To identify critical data sources, we are working with the combatant commands, services, agencies and C2-related communities of interest to identify authoritative data sources for particular operational processes. To develop an operational data strategy, we are also working with the C2 community to develop a C2 data framework that includes guidance, best practices, and core C2 data standards needed for joint C2 interoperability. These elements—joint C2 operational architectures, authoritative data sources, and the C2 Data Framework—are then integrated into the joint capabilities development process and become the basis for materiel developers such as DISA to build rapidly the modular, net-centric capability needed in the field.

Q: How is JFCOM ensuring that these service-oriented technologies will perform well for C2? After all, if a Web service doesn’t work for an Internet user, its consequences are not as dire as they could be for the warfighter in the future who relies on similar technologies.

A: This technology must be robust and well-tested, and must support many different types of C2 assessment, piloting, and test activities. As a specific example, JFCOM and STRATCOM have formed a partnership to lead a series of C2 data pilot events with the services and DISA to evaluate emerging service-oriented capabilities. The July 2007 C2 data pilot focused on bringing together multiple Air Force, Navy, DISA and National Geospatial- Intelligence Agency service-oriented capabilities. It used a mission thread that employed the Navy’s new maritime headquarters concept in the role of a joint force maritime component commander. It brought together the leading-edge Web services capabilities from NECC, Net-Centric Enterprise Services [NCES] and service or agency C2 programs and included an operational assessment from the operational test agencies.

We learned a lot about how these Web services interact and the technical challenges faced using these technologies in a C2 context. Collectively, we still have a long way to go to refine service- oriented technologies for use in C2. However, with events like the C2 data pilot and other initiatives like the Federated Development and Certification Environment, also known as the “sandbox,” and NECC capability provisioning events, we are confident that we will work through these challenges and the C2 material developers will be able to deliver needed C2 capabilities in a more rapid and tailored fashion.

Q: Can you give an example of a joint process that will benefit from these net-centric capabilities in the near term?

A: A good example is the force management process, which is integral to JFCOM’s role as the joint force provider and to many other processes across the department such as joint deployment, readiness reporting, and adaptive planning. JFCOM and the joint staff, in coordination with combatant commands and the services, have initiated a project focused on streamlining our force management processes and adapting existing capabilities and/or developing new capabilities to improve the effectiveness of these processes. Presently there are more than 50 systems involved in providing data to decision makers in the force management process. Many of these systems are duplicative, do not use authoritative data sources, and/or do not readily share data.
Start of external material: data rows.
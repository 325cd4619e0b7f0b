use std::sync::Arc;
use std::time::Duration;

use postloop_core::PostloopConfig;
use postloop_providers::{
    discord::DiscordProvider, mastodon::MastodonProvider, telegram::TelegramProvider,
    ProviderRegistry, SqliteCredentialStore,
};
use postloop_scheduler::{EngineSettings, SchedulerEngine, Store};
use rusqlite::Connection;
use tracing::info;

/// Everything a command needs, wired from config.
pub struct App {
    pub config: PostloopConfig,
    pub engine: Arc<SchedulerEngine>,
    pub credentials: SqliteCredentialStore,
}

impl App {
    /// Open the database, run migrations and wire the engine.
    pub fn build(config: PostloopConfig) -> anyhow::Result<Self> {
        let db_path = config.database.path.clone();
        ensure_parent_dir(&db_path);
        info!(path = %db_path, "opening SQLite database");

        // Each subsystem gets its own connection to the same file.
        let store = Store::new(open_db(&db_path)?)?;
        let credentials = SqliteCredentialStore::new(open_db(&db_path)?)?;
        info!("database migrations complete");

        let registry = build_registry(&config, credentials.clone());
        let engine = SchedulerEngine::builder(store, Arc::new(registry))
            .settings(EngineSettings::from(&config))
            .build();

        Ok(Self {
            config,
            engine: Arc::new(engine),
            credentials,
        })
    }
}

fn open_db(path: &str) -> anyhow::Result<Connection> {
    let conn = Connection::open(path)?;
    conn.execute_batch("PRAGMA journal_mode=WAL; PRAGMA foreign_keys=ON;")?;
    Ok(conn)
}

/// Register every adapter enabled in config.
fn build_registry(config: &PostloopConfig, credentials: SqliteCredentialStore) -> ProviderRegistry {
    let providers = &config.providers;
    let timeout = Duration::from_secs(providers.timeout_secs);
    let mut registry = ProviderRegistry::new(Arc::new(credentials));

    if providers.telegram.enabled {
        registry.register(Arc::new(TelegramProvider::new(&providers.telegram, timeout)));
    }
    if providers.mastodon.enabled {
        registry.register(Arc::new(MastodonProvider::new(&providers.mastodon, timeout)));
    }
    if providers.discord.enabled {
        registry.register(Arc::new(DiscordProvider::new(timeout)));
    }
    registry
}

fn ensure_parent_dir(path: &str) {
    if let Some(parent) = std::path::Path::new(path).parent() {
        let _ = std::fs::create_dir_all(parent);
    }
}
By first describing the key force management processes and information requirements, identifying the authoritative data sources, and defining core data standards to employ, we will have the basis for developing net-centric capabilities. Then, early next year we will expose some force management data from the supporting systems using Web services as part of the C2 data pilot. This will provide some near-term net-centric force management capability and will support the migration of additional force management capability to NECC, all at a reduced cost as compared to traditional point-to-point data sharing approaches.

Q: In your role as J8, you wear another hat as the co-chair of Combat Identification-Blue Force Tracking [CID-BFT] Executive Steering Committee [ESC]. What has been the most critical joint problem addressed by the ESC?

A: The Joint Requirements Oversight Council [JROC] chartered the ESC in response to the August 2004 “Lessons Learned DOTMLPF Change Recommendation [DCR], Operation Iraqi Freedom Major Combat Operations Finding: Fratricide Prevention.” One of the short-term recommendations in the DCR was to assign USJFCOM as DoD mission proponent for CID. The first meeting of the ESC was held in January 2006 with participants from the services, combatant commands and DoD agencies.

One of the first actions undertaken by the ESC was to address the lack of coordination among the services concerning procurement of the Mark XIIA Identification Friend or Foe [IFF] Mode 5 System. The Mark XIIA is the replacement for the older Mark XII [Mode 4] system. Although Mark XIIA is a joint interest system, there is no Mode 5 joint program office. The services, including the Coast Guard, were developing separate procurement plans, establishing platform-specific IOC and FOC dates, and had not coordinated policy, doctrine or procedures for employing this new cooperative CID capability. One of the priority tasks for the ESC was to achieve a coordinated acquisition strategy for IFF.

An all-service IOC of 2014 was established for a “deployable joint package” of interoperable Mode 5 capabilities with all required logistical, maintenance and training support that could be used in expeditionary operations smaller than Major Combat Operations, and a Joint FOC of 2020.

This concept made sense to the combatant commands, supported the joint operational T&E community, and was endorsed by all the services and the joint staff at the JROC, resulting in a Mark XIIA Acquisition Decision Memorandum by USD [AT&L]. It is a very useful metric for all services to assess their Mark XIIA funding profiles as they prepare for their POM 10 submissions. In fact, the ESC is tasked to return to the JROC next spring to report out on how Mark XIIA and other investment recommendations made in POM 08 are faring in POM 10.

Q: What effort is JFCOM devoting to the goal of reducing the danger of fratricide when directing close air support fires?

A: JFCOM has identified key shortfalls in JCAS [joint close air support], terminal control capabilities through live assessments and evaluations. For instance:

• Talking a pilot’s eyes onto a target takes time and is often not conclusive.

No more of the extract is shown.